• Supplied records
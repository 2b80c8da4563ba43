//! tracing을 사용한 로깅 인프라.
//!
//! 개발용 pretty 형식과 로그 집계용 json 형식을 지원합니다.

use tracing_subscriber::{
    fmt, layer::SubscriberExt, util::SubscriberInitExt, EnvFilter,
};

/// 로그 출력 형식.
#[derive(Debug, Clone, Copy, PartialEq, Eq, Default)]
pub enum LogFormat {
    /// 색상이 포함된 사람이 읽기 쉬운 형식 (개발용)
    #[default]
    Pretty,
    /// 로그 집계용 JSON 형식 (운영용)
    Json,
}

impl std::str::FromStr for LogFormat {
    type Err = String;

    fn from_str(s: &str) -> Result<Self, Self::Err> {
        match s.to_lowercase().as_str() {
            "pretty" => Ok(Self::Pretty),
            "json" => Ok(Self::Json),
            _ => Err(format!("Unknown log format: {}", s)),
        }
    }
}

/// 로깅 설정.
#[derive(Debug, Clone)]
pub struct LogConfig {
    /// 로그 레벨 필터 (예: "info", "swyftx_exchange=debug")
    pub level: String,
    /// 출력 형식
    pub format: LogFormat,
}

impl Default for LogConfig {
    fn default() -> Self {
        Self {
            level: "info".to_string(),
            format: LogFormat::Pretty,
        }
    }
}

impl LogConfig {
    /// 새 로그 설정을 생성합니다.
    pub fn new(level: impl Into<String>) -> Self {
        Self {
            level: level.into(),
            ..Default::default()
        }
    }

    /// 로그 형식을 설정합니다.
    pub fn with_format(mut self, format: LogFormat) -> Self {
        self.format = format;
        self
    }

    /// 환경 변수(`RUST_LOG`, `LOG_FORMAT`)에서 설정을 생성합니다.
    pub fn from_env() -> Self {
        let level = std::env::var("RUST_LOG").unwrap_or_else(|_| "info".to_string());
        let format = std::env::var("LOG_FORMAT")
            .ok()
            .and_then(|s| s.parse().ok())
            .unwrap_or_default();

        Self { level, format }
    }
}

/// 주어진 설정으로 로깅 시스템을 초기화합니다.
pub fn init_logging(config: LogConfig) -> Result<(), Box<dyn std::error::Error>> {
    let env_filter =
        EnvFilter::try_from_default_env().or_else(|_| EnvFilter::try_new(&config.level))?;

    match config.format {
        LogFormat::Pretty => {
            tracing_subscriber::registry()
                .with(env_filter)
                .with(fmt::layer().pretty().with_target(true))
                .try_init()?;
        }
        LogFormat::Json => {
            tracing_subscriber::registry()
                .with(env_filter)
                .with(fmt::layer().json().with_target(true))
                .try_init()?;
        }
    }

    tracing::info!(format = ?config.format, level = %config.level, "Logging initialized");

    Ok(())
}

#[cfg(test)]
mod tests {
    use super::*;

    #[test]
    fn test_log_format_from_str() {
        assert_eq!("pretty".parse::<LogFormat>().unwrap(), LogFormat::Pretty);
        assert_eq!("JSON".parse::<LogFormat>().unwrap(), LogFormat::Json);
        assert!("fancy".parse::<LogFormat>().is_err());
    }

    #[test]
    fn test_log_config_builder() {
        let config = LogConfig::new("debug").with_format(LogFormat::Json);
        assert_eq!(config.level, "debug");
        assert_eq!(config.format, LogFormat::Json);
    }
}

• What the task asks
Set down every record above exactly as given.

• Exercise answer
repository 2b80c8da4563ba43
//! tracing을 사용한 로깅 인프라.
//!
//! 개발용 pretty 형식과 로그 집계용 json 형식을 지원합니다.

use tracing_subscriber::{
    fmt, layer::SubscriberExt, util::SubscriberInitExt, EnvFilter,
};

/// 로그 출력 형식.
#[derive(Debug, Clone, Copy, PartialEq, Eq, Default)]
pub enum LogFormat {
    /// 색상이 포함된 사람이 읽기 쉬운 형식 (개발용)
    #[default]
    Pretty,
    /// 로그 집계용 JSON 형식 (운영용)
    Json,
}

impl std::str::FromStr for LogFormat {
    type Err = String;

    fn from_str(s: &str) -> Result<Self, Self::Err> {
        match s.to_lowercase().as_str() {
            "pretty" => Ok(Self::Pretty),
            "json" => Ok(Self::Json),
            _ => Err(format!("Unknown log format: {}", s)),
        }
    }
}

/// 로깅 설정.
#[derive(Debug, Clone)]
pub struct LogConfig {
    /// 로그 레벨 필터 (예: "info", "swyftx_exchange=debug")
    pub level: String,
    /// 출력 형식
    pub format: LogFormat,
}

impl Default for LogConfig {
    fn default() -> Self {
        Self {
            level: "info".to_string(),
            format: LogFormat::Pretty,
        }
    }
}

impl LogConfig {
    /// 새 로그 설정을 생성합니다.
    pub fn new(level: impl Into<String>) -> Self {
        Self {
            level: level.into(),
            ..Default::default()
        }
    }

    /// 로그 형식을 설정합니다.
    pub fn with_format(mut self, format: LogFormat) -> Self {
        self.format = format;
        self
    }

    /// 환경 변수(`RUST_LOG`, `LOG_FORMAT`)에서 설정을 생성합니다.
    pub fn from_env() -> Self {
        let level = std::env::var("RUST_LOG").unwrap_or_else(|_| "info".to_string());
        let format = std::env::var("LOG_FORMAT")
            .ok()
            .and_then(|s| s.parse().ok())
            .unwrap_or_default();

        Self { level, format }
    }
}

/// 주어진 설정으로 로깅 시스템을 초기화합니다.
pub fn init_logging(config: LogConfig) -> Result<(), Box<dyn std::error::Error>> {
    let env_filter =
        EnvFilter::try_from_default_env().or_else(|_| EnvFilter::try_new(&config.level))?;

    match config.format {
        LogFormat::Pretty => {
            tracing_subscriber::registry()
                .with(env_filter)
                .with(fmt::layer().pretty().with_target(true))
                .try_init()?;
        }
        LogFormat::Json => {
            tracing_subscriber::registry()
                .with(env_filter)
                .with(fmt::layer().json().with_target(true))
                .try_init()?;
        }
    }

    tracing::info!(format = ?config.format, level = %config.level, "Logging initialized");

    Ok(())
}

#[cfg(test)]
mod tests {
    use super::*;

    #[test]
    fn test_log_format_from_str() {
        assert_eq!("pretty".parse::<LogFormat>().unwrap(), LogFormat::Pretty);
        assert_eq!("JSON".parse::<LogFormat>().unwrap(), LogFormat::Json);
        assert!("fancy".parse::<LogFormat>().is_err());
    }

    #[test]
    fn test_log_config_builder() {
        let config = LogConfig::new("debug").with_format(LogFormat::Json);
        assert_eq!(config.level, "debug");
        assert_eq!(config.format, LogFormat::Json);
    }
}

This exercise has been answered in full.